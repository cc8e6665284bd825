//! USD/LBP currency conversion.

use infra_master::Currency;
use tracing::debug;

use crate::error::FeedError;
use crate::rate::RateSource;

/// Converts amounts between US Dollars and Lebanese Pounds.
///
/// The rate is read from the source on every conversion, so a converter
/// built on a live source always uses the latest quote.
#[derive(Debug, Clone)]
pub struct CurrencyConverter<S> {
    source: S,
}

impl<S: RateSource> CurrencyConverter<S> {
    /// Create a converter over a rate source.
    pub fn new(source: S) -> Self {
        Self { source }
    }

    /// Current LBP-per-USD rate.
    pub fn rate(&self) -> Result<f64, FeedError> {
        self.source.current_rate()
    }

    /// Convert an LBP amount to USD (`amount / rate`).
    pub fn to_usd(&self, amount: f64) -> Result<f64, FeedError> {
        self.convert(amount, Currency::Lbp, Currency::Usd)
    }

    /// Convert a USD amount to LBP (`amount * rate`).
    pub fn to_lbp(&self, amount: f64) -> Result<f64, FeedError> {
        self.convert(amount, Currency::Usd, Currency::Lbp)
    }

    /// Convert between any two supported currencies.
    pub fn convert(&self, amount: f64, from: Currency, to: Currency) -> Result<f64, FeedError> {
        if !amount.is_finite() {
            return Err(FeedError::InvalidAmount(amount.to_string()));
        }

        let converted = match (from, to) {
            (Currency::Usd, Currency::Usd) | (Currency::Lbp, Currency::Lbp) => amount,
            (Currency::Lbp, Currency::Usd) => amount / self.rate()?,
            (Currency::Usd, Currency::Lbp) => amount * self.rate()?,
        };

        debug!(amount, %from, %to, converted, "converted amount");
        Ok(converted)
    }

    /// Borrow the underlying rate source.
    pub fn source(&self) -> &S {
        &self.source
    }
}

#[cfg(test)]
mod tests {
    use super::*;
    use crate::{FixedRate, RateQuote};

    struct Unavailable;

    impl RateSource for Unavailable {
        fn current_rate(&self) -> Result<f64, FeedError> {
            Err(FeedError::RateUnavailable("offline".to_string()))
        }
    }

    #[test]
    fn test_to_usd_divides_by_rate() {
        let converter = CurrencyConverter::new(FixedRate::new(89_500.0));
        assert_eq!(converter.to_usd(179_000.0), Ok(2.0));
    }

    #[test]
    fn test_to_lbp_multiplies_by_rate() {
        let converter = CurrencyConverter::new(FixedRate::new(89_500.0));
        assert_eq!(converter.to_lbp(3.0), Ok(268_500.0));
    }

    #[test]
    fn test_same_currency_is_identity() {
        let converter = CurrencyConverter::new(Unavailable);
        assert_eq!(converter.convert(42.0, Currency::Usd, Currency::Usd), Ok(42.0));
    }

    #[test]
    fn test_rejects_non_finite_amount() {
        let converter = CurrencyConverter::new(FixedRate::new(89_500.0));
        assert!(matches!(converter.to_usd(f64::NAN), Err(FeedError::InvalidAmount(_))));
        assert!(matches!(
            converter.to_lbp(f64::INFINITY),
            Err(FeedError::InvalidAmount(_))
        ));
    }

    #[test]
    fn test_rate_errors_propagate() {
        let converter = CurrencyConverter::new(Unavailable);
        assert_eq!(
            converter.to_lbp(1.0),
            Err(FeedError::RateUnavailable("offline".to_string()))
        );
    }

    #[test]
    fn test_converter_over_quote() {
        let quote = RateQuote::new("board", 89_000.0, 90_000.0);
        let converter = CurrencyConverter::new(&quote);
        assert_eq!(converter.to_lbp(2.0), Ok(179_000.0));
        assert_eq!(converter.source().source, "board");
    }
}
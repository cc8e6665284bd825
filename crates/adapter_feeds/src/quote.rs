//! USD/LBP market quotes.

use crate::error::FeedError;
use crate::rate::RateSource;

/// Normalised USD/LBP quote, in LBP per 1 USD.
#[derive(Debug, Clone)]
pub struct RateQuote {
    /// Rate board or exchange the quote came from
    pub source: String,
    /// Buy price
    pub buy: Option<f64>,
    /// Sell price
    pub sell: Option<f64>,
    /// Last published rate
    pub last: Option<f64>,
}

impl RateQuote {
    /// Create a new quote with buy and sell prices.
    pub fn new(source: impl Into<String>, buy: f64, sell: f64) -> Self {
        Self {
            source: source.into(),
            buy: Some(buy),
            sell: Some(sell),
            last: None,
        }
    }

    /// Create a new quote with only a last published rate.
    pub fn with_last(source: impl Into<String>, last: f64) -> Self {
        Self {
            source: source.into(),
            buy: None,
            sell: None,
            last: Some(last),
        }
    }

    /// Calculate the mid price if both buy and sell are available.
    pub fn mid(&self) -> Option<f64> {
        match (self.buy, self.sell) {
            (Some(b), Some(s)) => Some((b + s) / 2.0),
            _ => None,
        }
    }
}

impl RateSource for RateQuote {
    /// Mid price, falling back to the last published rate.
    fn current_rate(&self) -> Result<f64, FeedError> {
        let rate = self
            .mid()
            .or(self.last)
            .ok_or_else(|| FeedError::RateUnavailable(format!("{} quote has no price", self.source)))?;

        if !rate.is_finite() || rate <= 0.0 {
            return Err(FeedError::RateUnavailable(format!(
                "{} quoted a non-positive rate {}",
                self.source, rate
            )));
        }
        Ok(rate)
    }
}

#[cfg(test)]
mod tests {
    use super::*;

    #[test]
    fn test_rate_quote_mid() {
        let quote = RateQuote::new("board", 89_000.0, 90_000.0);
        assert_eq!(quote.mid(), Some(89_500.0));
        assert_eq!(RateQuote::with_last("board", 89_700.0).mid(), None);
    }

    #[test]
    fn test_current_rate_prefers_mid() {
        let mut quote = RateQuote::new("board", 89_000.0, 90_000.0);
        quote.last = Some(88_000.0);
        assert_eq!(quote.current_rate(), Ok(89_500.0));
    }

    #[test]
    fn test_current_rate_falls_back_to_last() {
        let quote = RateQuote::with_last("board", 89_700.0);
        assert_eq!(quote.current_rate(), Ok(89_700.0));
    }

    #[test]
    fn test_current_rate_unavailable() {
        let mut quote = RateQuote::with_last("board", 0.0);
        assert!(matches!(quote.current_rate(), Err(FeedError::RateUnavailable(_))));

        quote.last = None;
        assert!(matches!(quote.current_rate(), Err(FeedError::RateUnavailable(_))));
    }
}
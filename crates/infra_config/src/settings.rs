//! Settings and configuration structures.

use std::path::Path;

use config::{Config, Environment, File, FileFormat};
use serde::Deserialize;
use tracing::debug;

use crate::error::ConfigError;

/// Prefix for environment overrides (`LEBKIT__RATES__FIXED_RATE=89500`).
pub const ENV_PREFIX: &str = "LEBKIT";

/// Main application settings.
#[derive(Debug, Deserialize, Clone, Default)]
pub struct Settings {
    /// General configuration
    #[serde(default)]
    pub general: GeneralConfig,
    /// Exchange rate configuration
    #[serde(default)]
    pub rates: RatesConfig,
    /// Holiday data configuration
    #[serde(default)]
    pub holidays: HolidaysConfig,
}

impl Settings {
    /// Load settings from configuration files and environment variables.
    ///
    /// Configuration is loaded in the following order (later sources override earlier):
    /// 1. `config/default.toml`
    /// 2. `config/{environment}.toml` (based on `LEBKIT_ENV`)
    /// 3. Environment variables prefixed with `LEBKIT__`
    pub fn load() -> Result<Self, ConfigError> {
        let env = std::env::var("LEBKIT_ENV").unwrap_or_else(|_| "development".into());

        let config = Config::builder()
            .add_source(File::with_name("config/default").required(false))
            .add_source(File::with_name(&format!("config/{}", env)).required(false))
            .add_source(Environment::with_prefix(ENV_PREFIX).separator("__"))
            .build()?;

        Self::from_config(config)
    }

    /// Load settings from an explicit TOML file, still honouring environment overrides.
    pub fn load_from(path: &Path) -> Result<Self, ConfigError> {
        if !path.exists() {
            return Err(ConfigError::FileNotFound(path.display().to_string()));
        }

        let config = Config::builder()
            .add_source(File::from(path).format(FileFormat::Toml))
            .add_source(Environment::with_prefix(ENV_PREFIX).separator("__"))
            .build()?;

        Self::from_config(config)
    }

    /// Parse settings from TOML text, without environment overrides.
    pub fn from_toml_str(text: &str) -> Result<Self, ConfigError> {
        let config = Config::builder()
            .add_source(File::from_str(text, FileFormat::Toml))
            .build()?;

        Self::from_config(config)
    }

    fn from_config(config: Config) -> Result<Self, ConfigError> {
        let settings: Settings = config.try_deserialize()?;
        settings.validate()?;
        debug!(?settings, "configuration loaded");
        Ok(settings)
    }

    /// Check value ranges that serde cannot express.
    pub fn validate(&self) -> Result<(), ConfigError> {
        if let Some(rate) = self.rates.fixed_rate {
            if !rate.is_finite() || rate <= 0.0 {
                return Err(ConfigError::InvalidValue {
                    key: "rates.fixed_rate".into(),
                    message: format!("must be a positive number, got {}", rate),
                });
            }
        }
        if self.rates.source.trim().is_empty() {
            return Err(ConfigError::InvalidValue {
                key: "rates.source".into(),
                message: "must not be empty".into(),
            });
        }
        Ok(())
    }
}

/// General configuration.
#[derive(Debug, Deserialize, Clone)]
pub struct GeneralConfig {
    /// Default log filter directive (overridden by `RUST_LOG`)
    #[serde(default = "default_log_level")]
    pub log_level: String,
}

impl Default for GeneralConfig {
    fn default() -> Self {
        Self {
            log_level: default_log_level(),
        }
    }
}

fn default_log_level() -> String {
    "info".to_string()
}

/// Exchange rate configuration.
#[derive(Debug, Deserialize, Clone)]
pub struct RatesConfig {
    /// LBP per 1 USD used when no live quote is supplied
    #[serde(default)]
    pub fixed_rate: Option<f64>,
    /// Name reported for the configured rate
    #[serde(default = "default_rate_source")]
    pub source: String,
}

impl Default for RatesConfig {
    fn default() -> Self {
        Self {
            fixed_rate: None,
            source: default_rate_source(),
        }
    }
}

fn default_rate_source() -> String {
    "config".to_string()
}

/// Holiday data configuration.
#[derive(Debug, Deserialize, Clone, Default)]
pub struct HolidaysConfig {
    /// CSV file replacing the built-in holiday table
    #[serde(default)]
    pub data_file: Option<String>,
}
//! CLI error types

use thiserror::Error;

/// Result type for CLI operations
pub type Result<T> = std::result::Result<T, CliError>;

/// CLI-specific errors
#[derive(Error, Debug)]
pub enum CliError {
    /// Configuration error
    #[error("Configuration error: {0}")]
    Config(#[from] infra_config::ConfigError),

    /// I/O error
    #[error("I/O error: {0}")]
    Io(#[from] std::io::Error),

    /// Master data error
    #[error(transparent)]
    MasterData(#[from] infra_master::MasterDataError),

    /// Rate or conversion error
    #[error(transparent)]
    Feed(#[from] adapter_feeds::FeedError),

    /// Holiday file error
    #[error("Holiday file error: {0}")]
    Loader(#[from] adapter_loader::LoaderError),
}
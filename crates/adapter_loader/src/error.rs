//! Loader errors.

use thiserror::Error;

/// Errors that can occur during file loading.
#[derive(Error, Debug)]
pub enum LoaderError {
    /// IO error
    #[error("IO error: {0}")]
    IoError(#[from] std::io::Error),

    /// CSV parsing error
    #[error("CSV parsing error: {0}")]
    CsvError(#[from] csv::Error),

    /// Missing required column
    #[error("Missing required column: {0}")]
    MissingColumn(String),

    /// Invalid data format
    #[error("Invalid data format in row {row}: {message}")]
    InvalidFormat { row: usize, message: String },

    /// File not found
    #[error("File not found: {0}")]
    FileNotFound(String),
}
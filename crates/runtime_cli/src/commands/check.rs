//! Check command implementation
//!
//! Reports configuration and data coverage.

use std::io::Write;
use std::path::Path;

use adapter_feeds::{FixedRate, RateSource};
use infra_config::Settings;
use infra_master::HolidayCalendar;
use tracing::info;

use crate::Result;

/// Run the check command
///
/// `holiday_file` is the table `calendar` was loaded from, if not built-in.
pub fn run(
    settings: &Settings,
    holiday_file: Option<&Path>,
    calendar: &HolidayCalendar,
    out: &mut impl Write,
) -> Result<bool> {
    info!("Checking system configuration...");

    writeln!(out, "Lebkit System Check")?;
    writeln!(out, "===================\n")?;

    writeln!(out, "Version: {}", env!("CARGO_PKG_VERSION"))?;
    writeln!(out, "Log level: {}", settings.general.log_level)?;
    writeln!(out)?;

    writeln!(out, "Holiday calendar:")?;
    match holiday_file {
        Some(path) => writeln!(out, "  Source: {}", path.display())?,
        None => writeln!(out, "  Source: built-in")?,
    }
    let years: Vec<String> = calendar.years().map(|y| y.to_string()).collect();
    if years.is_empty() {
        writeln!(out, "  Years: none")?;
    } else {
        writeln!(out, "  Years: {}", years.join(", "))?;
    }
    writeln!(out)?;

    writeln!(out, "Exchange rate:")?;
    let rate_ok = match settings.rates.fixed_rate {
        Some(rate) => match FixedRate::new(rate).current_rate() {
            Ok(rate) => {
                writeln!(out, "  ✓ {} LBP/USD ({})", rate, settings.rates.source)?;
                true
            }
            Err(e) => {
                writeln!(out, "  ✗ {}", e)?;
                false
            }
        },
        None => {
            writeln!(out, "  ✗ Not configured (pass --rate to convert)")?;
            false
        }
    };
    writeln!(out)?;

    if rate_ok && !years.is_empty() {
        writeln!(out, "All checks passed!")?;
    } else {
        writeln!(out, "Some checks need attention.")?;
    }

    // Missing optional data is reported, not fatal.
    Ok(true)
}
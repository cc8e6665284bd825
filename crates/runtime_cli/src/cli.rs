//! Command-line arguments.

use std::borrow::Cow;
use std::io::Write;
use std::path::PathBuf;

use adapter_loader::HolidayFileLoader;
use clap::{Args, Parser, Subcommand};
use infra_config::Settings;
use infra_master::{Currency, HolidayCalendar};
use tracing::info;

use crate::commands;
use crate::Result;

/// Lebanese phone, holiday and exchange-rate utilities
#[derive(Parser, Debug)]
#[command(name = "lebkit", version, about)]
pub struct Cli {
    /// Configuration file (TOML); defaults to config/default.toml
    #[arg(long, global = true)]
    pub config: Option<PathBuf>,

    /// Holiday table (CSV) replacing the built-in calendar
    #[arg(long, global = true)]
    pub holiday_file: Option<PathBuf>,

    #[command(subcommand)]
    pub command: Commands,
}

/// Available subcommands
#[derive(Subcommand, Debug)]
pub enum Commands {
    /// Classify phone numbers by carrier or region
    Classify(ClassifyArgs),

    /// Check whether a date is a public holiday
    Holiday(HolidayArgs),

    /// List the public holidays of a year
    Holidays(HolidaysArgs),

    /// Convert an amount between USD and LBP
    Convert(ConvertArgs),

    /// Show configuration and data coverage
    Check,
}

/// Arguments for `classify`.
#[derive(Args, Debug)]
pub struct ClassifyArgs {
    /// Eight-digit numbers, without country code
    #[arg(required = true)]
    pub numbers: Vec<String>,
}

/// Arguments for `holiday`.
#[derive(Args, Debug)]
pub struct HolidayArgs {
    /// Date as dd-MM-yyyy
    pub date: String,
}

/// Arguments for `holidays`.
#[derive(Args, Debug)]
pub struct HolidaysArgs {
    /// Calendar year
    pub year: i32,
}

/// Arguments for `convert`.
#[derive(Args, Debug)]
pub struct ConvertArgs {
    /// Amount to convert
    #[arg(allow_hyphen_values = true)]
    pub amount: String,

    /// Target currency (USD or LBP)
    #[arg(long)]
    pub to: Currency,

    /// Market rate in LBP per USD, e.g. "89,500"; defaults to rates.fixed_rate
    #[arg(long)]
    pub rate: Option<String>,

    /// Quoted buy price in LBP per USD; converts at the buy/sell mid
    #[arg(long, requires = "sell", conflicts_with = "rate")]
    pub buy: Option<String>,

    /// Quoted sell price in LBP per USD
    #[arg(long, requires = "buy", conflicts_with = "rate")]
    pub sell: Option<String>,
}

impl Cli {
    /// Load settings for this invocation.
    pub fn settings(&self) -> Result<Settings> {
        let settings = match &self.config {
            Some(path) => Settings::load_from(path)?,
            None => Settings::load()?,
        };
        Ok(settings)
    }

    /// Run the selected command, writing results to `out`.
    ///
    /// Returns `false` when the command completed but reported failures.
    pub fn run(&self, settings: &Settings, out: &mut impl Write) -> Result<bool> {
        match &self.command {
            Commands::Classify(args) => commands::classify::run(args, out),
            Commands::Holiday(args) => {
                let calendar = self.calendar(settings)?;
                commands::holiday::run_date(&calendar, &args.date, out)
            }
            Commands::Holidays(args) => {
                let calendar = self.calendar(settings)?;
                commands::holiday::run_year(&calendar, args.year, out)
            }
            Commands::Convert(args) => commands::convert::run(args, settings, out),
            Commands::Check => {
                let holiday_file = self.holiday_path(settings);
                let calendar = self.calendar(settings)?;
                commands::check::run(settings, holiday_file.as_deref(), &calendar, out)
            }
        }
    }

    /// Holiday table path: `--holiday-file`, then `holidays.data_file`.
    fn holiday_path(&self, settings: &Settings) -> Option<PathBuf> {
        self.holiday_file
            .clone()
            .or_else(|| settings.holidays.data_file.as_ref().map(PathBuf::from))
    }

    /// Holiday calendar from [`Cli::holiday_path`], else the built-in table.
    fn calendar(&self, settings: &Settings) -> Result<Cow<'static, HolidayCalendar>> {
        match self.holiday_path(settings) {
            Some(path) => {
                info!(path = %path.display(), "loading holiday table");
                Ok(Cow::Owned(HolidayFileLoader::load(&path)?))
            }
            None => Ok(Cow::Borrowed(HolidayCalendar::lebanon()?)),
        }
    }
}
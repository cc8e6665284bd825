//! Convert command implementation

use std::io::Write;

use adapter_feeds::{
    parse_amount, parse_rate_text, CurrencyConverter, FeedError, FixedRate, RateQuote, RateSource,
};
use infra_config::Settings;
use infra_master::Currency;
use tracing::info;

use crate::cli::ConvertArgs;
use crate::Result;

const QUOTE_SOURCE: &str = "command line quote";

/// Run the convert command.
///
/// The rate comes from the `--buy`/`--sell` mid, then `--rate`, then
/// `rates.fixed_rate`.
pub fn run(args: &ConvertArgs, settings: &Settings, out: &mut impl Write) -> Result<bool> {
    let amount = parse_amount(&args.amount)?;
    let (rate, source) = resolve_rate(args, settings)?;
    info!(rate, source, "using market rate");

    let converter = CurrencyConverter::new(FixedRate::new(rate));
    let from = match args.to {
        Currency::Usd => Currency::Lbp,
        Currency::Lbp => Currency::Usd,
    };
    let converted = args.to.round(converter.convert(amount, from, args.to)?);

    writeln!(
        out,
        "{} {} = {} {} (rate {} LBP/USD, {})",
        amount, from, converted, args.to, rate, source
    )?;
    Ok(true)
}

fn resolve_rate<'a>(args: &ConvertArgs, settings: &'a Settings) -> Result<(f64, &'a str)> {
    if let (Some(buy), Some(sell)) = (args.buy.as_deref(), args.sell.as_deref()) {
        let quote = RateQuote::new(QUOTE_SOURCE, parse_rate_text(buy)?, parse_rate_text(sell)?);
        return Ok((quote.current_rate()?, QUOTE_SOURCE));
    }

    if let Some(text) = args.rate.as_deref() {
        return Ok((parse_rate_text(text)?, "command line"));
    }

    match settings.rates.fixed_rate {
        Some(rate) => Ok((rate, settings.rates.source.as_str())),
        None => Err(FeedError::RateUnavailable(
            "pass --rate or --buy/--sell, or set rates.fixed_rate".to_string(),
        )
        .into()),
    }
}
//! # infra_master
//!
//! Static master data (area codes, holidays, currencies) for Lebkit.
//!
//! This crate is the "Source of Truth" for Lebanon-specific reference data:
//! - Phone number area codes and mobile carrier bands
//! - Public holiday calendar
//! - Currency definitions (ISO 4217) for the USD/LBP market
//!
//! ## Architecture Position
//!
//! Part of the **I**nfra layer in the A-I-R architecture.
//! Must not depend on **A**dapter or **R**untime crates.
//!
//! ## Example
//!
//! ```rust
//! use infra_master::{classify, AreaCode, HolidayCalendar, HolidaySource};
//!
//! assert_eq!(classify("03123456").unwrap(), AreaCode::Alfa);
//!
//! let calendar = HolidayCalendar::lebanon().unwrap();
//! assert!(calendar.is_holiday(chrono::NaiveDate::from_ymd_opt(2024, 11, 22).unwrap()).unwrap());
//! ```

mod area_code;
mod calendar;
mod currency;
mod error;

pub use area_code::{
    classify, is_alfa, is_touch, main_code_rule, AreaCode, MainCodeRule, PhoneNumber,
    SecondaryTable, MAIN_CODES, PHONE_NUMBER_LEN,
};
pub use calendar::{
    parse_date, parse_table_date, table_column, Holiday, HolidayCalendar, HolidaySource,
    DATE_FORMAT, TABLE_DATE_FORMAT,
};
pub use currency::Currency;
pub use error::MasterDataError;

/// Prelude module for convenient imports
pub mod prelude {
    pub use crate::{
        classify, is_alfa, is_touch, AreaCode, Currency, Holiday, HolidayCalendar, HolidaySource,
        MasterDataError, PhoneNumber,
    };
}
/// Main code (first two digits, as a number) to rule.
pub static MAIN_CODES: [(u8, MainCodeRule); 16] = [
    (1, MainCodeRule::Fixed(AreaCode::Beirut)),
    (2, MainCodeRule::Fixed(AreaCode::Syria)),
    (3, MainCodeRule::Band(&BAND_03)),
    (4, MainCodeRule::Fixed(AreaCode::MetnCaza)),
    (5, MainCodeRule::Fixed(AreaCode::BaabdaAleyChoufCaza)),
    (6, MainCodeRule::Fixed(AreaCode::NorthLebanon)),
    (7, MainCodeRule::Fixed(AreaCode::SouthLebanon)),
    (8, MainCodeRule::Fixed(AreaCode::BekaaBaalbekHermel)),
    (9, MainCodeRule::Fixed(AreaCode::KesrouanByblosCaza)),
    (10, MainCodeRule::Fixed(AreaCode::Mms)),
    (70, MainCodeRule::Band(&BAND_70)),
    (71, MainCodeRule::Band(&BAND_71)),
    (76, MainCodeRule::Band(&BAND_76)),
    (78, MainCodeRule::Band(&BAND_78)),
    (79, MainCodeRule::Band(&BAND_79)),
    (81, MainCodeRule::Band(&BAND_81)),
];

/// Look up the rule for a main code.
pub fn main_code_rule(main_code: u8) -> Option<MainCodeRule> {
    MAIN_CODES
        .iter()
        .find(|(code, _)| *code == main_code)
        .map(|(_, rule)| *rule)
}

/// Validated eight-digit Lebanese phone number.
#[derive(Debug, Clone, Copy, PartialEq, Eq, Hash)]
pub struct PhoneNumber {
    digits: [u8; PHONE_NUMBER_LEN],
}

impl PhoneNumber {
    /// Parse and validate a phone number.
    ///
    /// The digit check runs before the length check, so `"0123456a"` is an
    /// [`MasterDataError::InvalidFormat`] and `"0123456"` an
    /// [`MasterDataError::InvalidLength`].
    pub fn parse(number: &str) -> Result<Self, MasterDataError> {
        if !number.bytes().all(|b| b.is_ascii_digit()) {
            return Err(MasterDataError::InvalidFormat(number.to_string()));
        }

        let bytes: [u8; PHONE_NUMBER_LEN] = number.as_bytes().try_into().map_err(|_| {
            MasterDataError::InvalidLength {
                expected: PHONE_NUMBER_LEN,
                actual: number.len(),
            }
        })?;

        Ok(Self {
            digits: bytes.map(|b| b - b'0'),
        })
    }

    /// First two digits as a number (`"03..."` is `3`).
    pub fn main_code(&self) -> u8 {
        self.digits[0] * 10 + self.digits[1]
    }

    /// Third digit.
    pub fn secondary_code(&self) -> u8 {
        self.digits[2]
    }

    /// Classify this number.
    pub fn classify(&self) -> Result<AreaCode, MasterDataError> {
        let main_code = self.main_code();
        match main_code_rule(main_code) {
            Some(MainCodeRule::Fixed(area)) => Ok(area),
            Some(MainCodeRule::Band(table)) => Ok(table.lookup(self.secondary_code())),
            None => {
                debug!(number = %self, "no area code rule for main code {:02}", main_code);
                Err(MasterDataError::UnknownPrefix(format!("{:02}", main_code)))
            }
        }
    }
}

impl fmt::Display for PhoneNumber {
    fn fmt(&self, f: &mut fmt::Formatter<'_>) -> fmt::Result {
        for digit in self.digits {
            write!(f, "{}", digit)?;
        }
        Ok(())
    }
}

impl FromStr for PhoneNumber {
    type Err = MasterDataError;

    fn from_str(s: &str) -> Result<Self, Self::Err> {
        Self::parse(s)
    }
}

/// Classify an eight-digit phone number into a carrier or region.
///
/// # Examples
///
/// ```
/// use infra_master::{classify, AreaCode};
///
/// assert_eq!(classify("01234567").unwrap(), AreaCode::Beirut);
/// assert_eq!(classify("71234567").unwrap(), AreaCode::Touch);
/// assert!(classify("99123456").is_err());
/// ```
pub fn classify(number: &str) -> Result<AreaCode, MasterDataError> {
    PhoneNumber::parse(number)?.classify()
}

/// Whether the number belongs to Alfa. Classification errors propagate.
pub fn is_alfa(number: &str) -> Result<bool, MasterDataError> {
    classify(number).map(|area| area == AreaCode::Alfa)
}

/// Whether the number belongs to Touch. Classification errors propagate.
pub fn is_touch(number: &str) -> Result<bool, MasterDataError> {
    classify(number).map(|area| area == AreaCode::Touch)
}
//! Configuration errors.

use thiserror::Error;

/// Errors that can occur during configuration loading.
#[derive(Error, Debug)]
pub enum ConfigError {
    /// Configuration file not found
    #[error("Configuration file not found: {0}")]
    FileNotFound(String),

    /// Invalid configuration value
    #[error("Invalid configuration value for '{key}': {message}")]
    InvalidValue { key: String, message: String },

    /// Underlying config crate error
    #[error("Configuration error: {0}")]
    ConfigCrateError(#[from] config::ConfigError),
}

■ ■ ■ ■ ■ ■ ■

WHAT IS NEEDED
Go over the data and return every line that includes the word "InvalidAmount".

EXERCISE SOLUTION
            return Err(FeedError::InvalidAmount(amount.to_string()));
        assert!(matches!(converter.to_usd(f64::NAN), Err(FeedError::InvalidAmount(_))));
            Err(FeedError::InvalidAmount(_))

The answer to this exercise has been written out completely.